* [Work instructions]:
Transcribe exactly, and only, the lines from the one containing "candidates.sort_by(|a, b| b.score.total_cmp(&a.score));" through the end of the material.

Data for this task Start Marker

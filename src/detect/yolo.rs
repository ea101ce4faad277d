use anyhow::{Context, Result};
use ndarray::Array4;
use opencv::{
    core::{Mat, Size, CV_32FC3},
    imgproc,
    prelude::*,
};
use ort::session::builder::GraphOptimizationLevel;
use ort::session::Session;
use ort::value::Tensor;

use super::iou_tracker::{IouTracker, RawDetection};
use super::{BoundingBox, ObjectTracker, TrackedObject};

/// YOLOv8の出力に含まれるBBox成分数 (cx, cy, w, h)
const BOX_COMPONENTS: usize = 4;

/// YOLOv8 ONNX による物体検出器（COCO 80クラス）
pub struct YoloDetector {
    session: Session,
    input_size: i32,
    score_threshold: f32,
    nms_iou: f32,
}

impl YoloDetector {
    /// ONNXモデルを読み込んで初期化
    pub fn new(model_path: &str, input_size: i32, score_threshold: f32, nms_iou: f32) -> Result<Self> {
        let session = Session::builder()?
            .with_optimization_level(GraphOptimizationLevel::Level3)?
            .commit_from_file(model_path)
            .with_context(|| format!("Failed to load detection model {model_path}"))?;
        Ok(Self {
            session,
            input_size,
            score_threshold,
            nms_iou,
        })
    }

    /// フレーム座標系の検出結果を返す
    pub fn detect(&mut self, frame: &Mat) -> Result<Vec<RawDetection>> {
        let frame_w = frame.cols();
        let frame_h = frame.rows();
        let input = self.preprocess(frame)?;

        let input_tensor = Tensor::from_array(input)?;
        let outputs = self
            .session
            .run(ort::inputs!["images" => input_tensor])
            .context("Object detection inference failed")?;

        // 出力: [1, 4 + classes, N]
        let output: ndarray::ArrayViewD<f32> = outputs["output0"]
            .try_extract_array()
            .context("Failed to extract detection output")?;

        let shape = output.shape();
        let n_classes = shape[1].saturating_sub(BOX_COMPONENTS);
        let n_detections = shape[2];
        let scale_x = frame_w as f32 / self.input_size as f32;
        let scale_y = frame_h as f32 / self.input_size as f32;

        let mut candidates = Vec::new();
        for i in 0..n_detections {
            let mut best_class = 0usize;
            let mut best_score = 0.0f32;
            for c in 0..n_classes {
                let score = output[[0, BOX_COMPONENTS + c, i]];
                if score > best_score {
                    best_score = score;
                    best_class = c;
                }
            }
            if best_score < self.score_threshold {
                continue;
            }

            let cx = output[[0, 0, i]];
            let cy = output[[0, 1, i]];
            let w = output[[0, 2, i]];
            let h = output[[0, 3, i]];
            candidates.push(RawDetection {
                bbox: BoundingBox::new(
                    (cx - w / 2.0) * scale_x,
                    (cy - h / 2.0) * scale_y,
                    (cx + w / 2.0) * scale_x,
                    (cy + h / 2.0) * scale_y,
                ),
                class_id: best_class as u32,
                score: best_score,
            });
        }

        Ok(non_max_suppression(candidates, self.nms_iou))
    }

    /// BGR Mat → NCHW [1, 3, input_size, input_size] テンソルに変換
    fn preprocess(&self, frame: &Mat) -> Result<Array4<f32>> {
        let size = self.input_size;

        // BGR -> RGB
        let mut rgb = Mat::default();
        imgproc::cvt_color_def(frame, &mut rgb, imgproc::COLOR_BGR2RGB)?;

        let resized = if rgb.cols() == size && rgb.rows() == size {
            rgb
        } else {
            let mut resized = Mat::default();
            imgproc::resize(&rgb, &mut resized, Size::new(size, size), 0.0, 0.0, imgproc::INTER_LINEAR)?;
            resized
        };

        let mut float_mat = Mat::default();
        resized.convert_to(&mut float_mat, CV_32FC3, 1.0 / 255.0, 0.0)?;

        let s = size as usize;
        let mut tensor = Array4::<f32>::zeros((1, 3, s, s));
        for y in 0..size {
            for x in 0..size {
                let pixel = float_mat.at_2d::<opencv::core::Vec3f>(y, x)?;
                for c in 0..3 {
                    tensor[[0, c, y as usize, x as usize]] = pixel[c];
                }
            }
        }

        Ok(tensor)
    }
}

/// クラスごとの貪欲NMS（スコア降順）
fn non_max_suppression(mut candidates: Vec<RawDetection>, iou_threshold: f32) -> Vec<RawDetection> {
    candidates.sort_by(|a, b| b.score.total_cmp(&a.score));
    let mut kept: Vec<RawDetection> = Vec::new();
    for cand in candidates {
        let suppressed = kept
            .iter()
            .any(|k| k.class_id == cand.class_id && k.bbox.iou(&cand.bbox) > iou_threshold);
        if !suppressed {
            kept.push(cand);
        }
    }
    kept
}

/// 検出器 + IoUトラッカー
pub struct YoloTracker {
    detector: YoloDetector,
    tracker: IouTracker,
}

impl YoloTracker {
    pub fn new(detector: YoloDetector, tracker: IouTracker) -> Self {
        Self { detector, tracker }
    }
}

impl ObjectTracker<Mat> for YoloTracker {
    fn track(&mut self, frame: &Mat) -> Result<Vec<TrackedObject>> {
        let detections = self.detector.detect(frame)?;
        Ok(self.tracker.update(&detections))
    }
}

Data for this task End Marker

* [Task answer]:
    candidates.sort_by(|a, b| b.score.total_cmp(&a.score));
    let mut kept: Vec<RawDetection> = Vec::new();
    for cand in candidates {
        let suppressed = kept
            .iter()
            .any(|k| k.class_id == cand.class_id && k.bbox.iou(&cand.bbox) > iou_threshold);
        if !suppressed {
            kept.push(cand);
        }
    }
    kept
}

/// 検出器 + IoUトラッカー
pub struct YoloTracker {
    detector: YoloDetector,
    tracker: IouTracker,
}

impl YoloTracker {
    pub fn new(detector: YoloDetector, tracker: IouTracker) -> Self {
        Self { detector, tracker }
    }
}

impl ObjectTracker<Mat> for YoloTracker {
    fn track(&mut self, frame: &Mat) -> Result<Vec<TrackedObject>> {
        let detections = self.detector.detect(frame)?;
        Ok(self.tracker.update(&detections))
    }
}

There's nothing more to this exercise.